BRIEF: What is the number of lines below that hold "outlived"? Answer with that number only.

Items from a dataset:
^^^^^^^^
//! Progress subscriptions against an in-process API with a real socket.

mod common;

use std::sync::Arc;
use std::time::Duration;

use common::{FakeRemote, eventually, next_connection, next_event, terminal_event};
use lessondeck_client::{
    ChannelListener, PresentationApiClient, ProgressSubscriptionClient, SubscriptionEvent,
};
use lessondeck_core::{JobStatus, UpdateKind};
use serde_json::json;

fn setup(remote: &FakeRemote) -> ProgressSubscriptionClient {
    let api = PresentationApiClient::new(remote.client_config()).unwrap();
    ProgressSubscriptionClient::for_jobs(&api, FakeRemote::progress_config())
}

#[tokio::test]
async fn falls_back_to_polling_when_socket_is_unavailable() {
    let remote = FakeRemote::start().await;
    remote.script(
        "job-1",
        vec![
            json!({"status": "pending", "progress": 0}),
            json!({"status": "running", "progress": 15, "current_step": "outline"}),
            json!({"status": "running", "progress": 55, "current_step": "slides"}),
            json!({"status": "completed", "progress": 100, "presentation_id": "pres-1"}),
        ],
    );
    let client = setup(&remote);
    let (listener, mut rx) = ChannelListener::new();

    client.subscribe("job-1", Arc::new(listener)).await;
    assert!(matches!(next_event(&mut rx).await, SubscriptionEvent::Connection(false)));

    let mut seen = Vec::new();
    let completed = loop {
        match next_event(&mut rx).await {
            SubscriptionEvent::Progress { progress, .. } => {
                seen.push(progress.overall_progress_percent);
            }
            SubscriptionEvent::Completed { update, progress } => break (update, progress),
            other => panic!("unexpected event {other:?}"),
        }
    };

    assert!(seen.windows(2).all(|w| w[0] <= w[1]), "progress went backwards: {seen:?}");
    let (update, progress) = completed;
    assert!(matches!(
        update.kind,
        UpdateKind::JobComplete { presentation_id: Some(ref id), .. } if id == "pres-1"
    ));
    assert_eq!(progress.status, JobStatus::Completed);
    assert!(!client.is_subscribed("job-1"));
    assert_eq!(remote.connections(), 0);

    let polls = remote.requests("jobs/job-1");
    tokio::time::sleep(Duration::from_millis(200)).await;
    assert_eq!(remote.requests("jobs/job-1"), polls, "polling continued after completion");
}

#[tokio::test]
async fn socket_updates_reach_the_listener() {
    let remote = FakeRemote::start().await;
    remote.enable_sockets(true);
    let client = setup(&remote);
    let (listener, mut rx) = ChannelListener::new();

    client.subscribe("job-2", Arc::new(listener)).await;
    assert!(matches!(next_event(&mut rx).await, SubscriptionEvent::Connection(true)));
    eventually("subscribe_job", || remote.frames("subscribe_job", Some("job-2")) == 1).await;

    remote.push(json!({"type": "progress", "job_id": "job-2", "progress": 40, "current_step": "slides"}));
    remote.push(json!({"type": "step_complete", "job_id": "job-2", "step": "slides", "progress": 80}));
    remote.push(json!({"type": "job_complete", "job_id": "job-2", "presentation_id": "pres-2"}));

    match next_event(&mut rx).await {
        SubscriptionEvent::Progress { progress, .. } => {
            assert!((progress.overall_progress_percent - 40.0).abs() < f64::EPSILON);
            assert_eq!(progress.current_step.as_deref(), Some("slides"));
        }
        other => panic!("unexpected event {other:?}"),
    }
    match terminal_event(&mut rx).await {
        SubscriptionEvent::Completed { progress, .. } => {
            assert!((progress.overall_progress_percent - 100.0).abs() < f64::EPSILON);
        }
        other => panic!("unexpected event {other:?}"),
    }

    // Nothing was polled while the socket was healthy.
    assert_eq!(remote.requests("jobs/job-2"), 0);
    assert!(!client.is_subscribed("job-2"));
}

#[tokio::test]
async fn no_delivery_after_unsubscribe() {
    let remote = FakeRemote::start().await;
    remote.enable_sockets(true);
    let client = setup(&remote);
    let (gone, mut gone_rx) = ChannelListener::new();
    let (kept, mut kept_rx) = ChannelListener::new();

    client.subscribe("job-a", Arc::new(gone)).await;
    client.subscribe("job-b", Arc::new(kept)).await;
    assert!(next_connection(&mut gone_rx).await);
    assert!(next_connection(&mut kept_rx).await);
    eventually("both subscriptions", || remote.frames("subscribe_job", None) == 2).await;
    assert_eq!(remote.connections(), 1, "subscriptions must share one socket");

    assert!(client.unsubscribe("job-a"));
    eventually("unsubscribe_job", || remote.frames("unsubscribe_job", Some("job-a")) == 1).await;

    remote.push(json!({"type": "progress", "job_id": "job-a", "progress": 90}));
    remote.push(json!({"type": "job_complete", "job_id": "job-a"}));
    remote.push(json!({"type": "progress", "job_id": "job-b", "progress": 30}));

    assert!(matches!(next_event(&mut kept_rx).await, SubscriptionEvent::Progress { .. }));
    tokio::time::sleep(Duration::from_millis(100)).await;
    assert!(gone_rx.try_recv().is_err(), "unsubscribed listener was called");
    assert_eq!(client.active_subscriptions(), 1);
}

#[tokio::test]
async fn reconnects_after_unexpected_close() {
    let remote = FakeRemote::start().await;
    remote.enable_sockets(true);
    remote.script("job-3", vec![json!({"status": "running", "progress": 35})]);
    let client = setup(&remote);
    let (listener, mut rx) = ChannelListener::new();

    client.subscribe("job-3", Arc::new(listener)).await;
    assert!(next_connection(&mut rx).await);
    eventually("first subscribe_job", || remote.frames("subscribe_job", Some("job-3")) == 1).await;

    remote.close_sockets();
    assert!(!next_connection(&mut rx).await);
    assert!(next_connection(&mut rx).await);
    eventually("resubscribe", || remote.frames("subscribe_job", Some("job-3")) == 2).await;
    assert_eq!(remote.connections(), 2);
    // The gap was bridged by polling.
    assert!(remote.requests("jobs/job-3") >= 1);

    remote.push(json!({"type": "job_complete", "job_id": "job-3", "presentation_id": "pres-3"}));
    assert!(matches!(terminal_event(&mut rx).await, SubscriptionEvent::Completed { .. }));
}

#[tokio::test]
async fn stays_on_polling_after_reconnect_ceiling() {
    let remote = FakeRemote::start().await;
    remote.enable_sockets(true);
    remote.script(
        "job-4",
        vec![
            json!({"status": "running", "progress": 20}),
            json!({"status": "running", "progress": 20}),
            json!({"status": "running", "progress": 20}),
            json!({"status": "running", "progress": 20}),
            json!({"status": "running", "progress": 20}),
            json!({"status": "running", "progress": 20}),
            json!({"status": "running", "progress": 20}),
            json!({"status": "running", "progress": 20}),
            json!({"status": "failed", "error_message": "renderer crashed", "error_code": "SERVER_ERROR"}),
        ],
    );
    let api = PresentationApiClient::new(remote.client_config()).unwrap();
    let config = FakeRemote::progress_config()
        .with_reconnect_base_delay(Duration::from_millis(20))
        .with_max_reconnect_attempts(2);
    let client = ProgressSubscriptionClient::for_jobs(&api, config);
    let (listener, mut rx) = ChannelListener::new();

    client.subscribe("job-4", Arc::new(listener)).await;
    assert!(next_connection(&mut rx).await);
    eventually("subscribe_job", || remote.frames("subscribe_job", Some("job-4")) == 1).await;

    remote.enable_sockets(false);
    remote.close_sockets();
    assert!(!next_connection(&mut rx).await);

    match terminal_event(&mut rx).await {
        SubscriptionEvent::Failed(failure) => {
            assert_eq!(failure.message, "renderer crashed");
            assert_eq!(failure.error_code.as_deref(), Some("SERVER_ERROR"));
            assert!(!failure.is_cancelled());
        }
        other => panic!("unexpected event {other:?}"),
    }
    assert_eq!(remote.connections(), 1);
    assert!(rx.try_recv().is_err());
}

#[tokio::test]
async fn polled_and_pushed_updates_have_the_same_shape() {
    let remote = FakeRemote::start().await;
    remote.script(
        "job-5",
        vec![json!({"status": "completed", "progress": 100, "presentation_id": "pres-5"})],
    );
    let client = setup(&remote);
    let (listener, mut rx) = ChannelListener::new();

    client.subscribe("job-5", Arc::new(listener)).await;
    let SubscriptionEvent::Completed { update: polled, .. } = terminal_event(&mut rx).await else {
        panic!("expected completion");
    };

    remote.enable_sockets(true);
    let (listener, mut rx) = ChannelListener::new();
    client.subscribe("job-5", Arc::new(listener)).await;
    assert!(next_connection(&mut rx).await);
    eventually("subscribe_job", || remote.frames("subscribe_job", Some("job-5")) == 1).await;
    remote.push(json!({"type": "job_complete", "job_id": "job-5", "presentation_id": "pres-5"}));
    let SubscriptionEvent::Completed { update: pushed, .. } = terminal_event(&mut rx).await else {
        panic!("expected completion");
    };

    assert_eq!(polled.job_id, pushed.job_id);
    assert_eq!(polled.kind, pushed.kind);
}

fn heartbeat_client(remote: &FakeRemote) -> ProgressSubscriptionClient {
    let api = PresentationApiClient::new(remote.client_config()).unwrap();
    let config = FakeRemote::progress_config().with_heartbeat_interval(Duration::from_millis(30));
    ProgressSubscriptionClient::for_jobs(&api, config)
}

/// Pings seen so far, once the count has stopped moving.
async fn settled_pings(remote: &FakeRemote) -> usize {
    tokio::time::sleep(Duration::from_millis(100)).await;
    remote.frames("ping", None)
}

#[tokio::test]
async fn heartbeat_runs_while_subscribed() {
    let remote = FakeRemote::start().await;
    remote.enable_sockets(true);
    let client = heartbeat_client(&remote);
    let (listener, mut rx) = ChannelListener::new();

    client.subscribe("job-6", Arc::new(listener)).await;
    assert!(next_connection(&mut rx).await);
    eventually("heartbeats", || remote.frames("ping", None) >= 3).await;

    // The last subscription ending closes the socket and its heartbeat.
    assert!(client.unsubscribe("job-6"));
    eventually("unsubscribe_job", || remote.frames("unsubscribe_job", Some("job-6")) == 1).await;
    let pings = settled_pings(&remote).await;
    tokio::time::sleep(Duration::from_millis(200)).await;
    assert_eq!(remote.frames("ping", None), pings, "heartbeat outlived the last subscription");
}

#[tokio::test]
async fn heartbeat_stops_when_connection_drops() {
    let remote = FakeRemote::start().await;
    remote.enable_sockets(true);
    remote.script("job-7", vec![json!({"status": "running", "progress": 10})]);
    let client = heartbeat_client(&remote);
    let (listener, mut rx) = ChannelListener::new();

    client.subscribe("job-7", Arc::new(listener)).await;
    assert!(next_connection(&mut rx).await);
    eventually("heartbeats", || remote.frames("ping", None) >= 2).await;

    remote.enable_sockets(false);
    remote.close_sockets();
    assert!(!next_connection(&mut rx).await);
    let pings = settled_pings(&remote).await;
    tokio::time::sleep(Duration::from_millis(200)).await;
    assert_eq!(remote.frames("ping", None), pings, "heartbeat outlived the connection");

    // Still followed, now by polling.
    assert!(client.is_subscribed("job-7"));
    eventually("status polls", || remote.requests("jobs/job-7") >= 1).await;
    client.unsubscribe("job-7");
}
^^^^^^^^
SOLUTION TO THIS EXERCISE: 2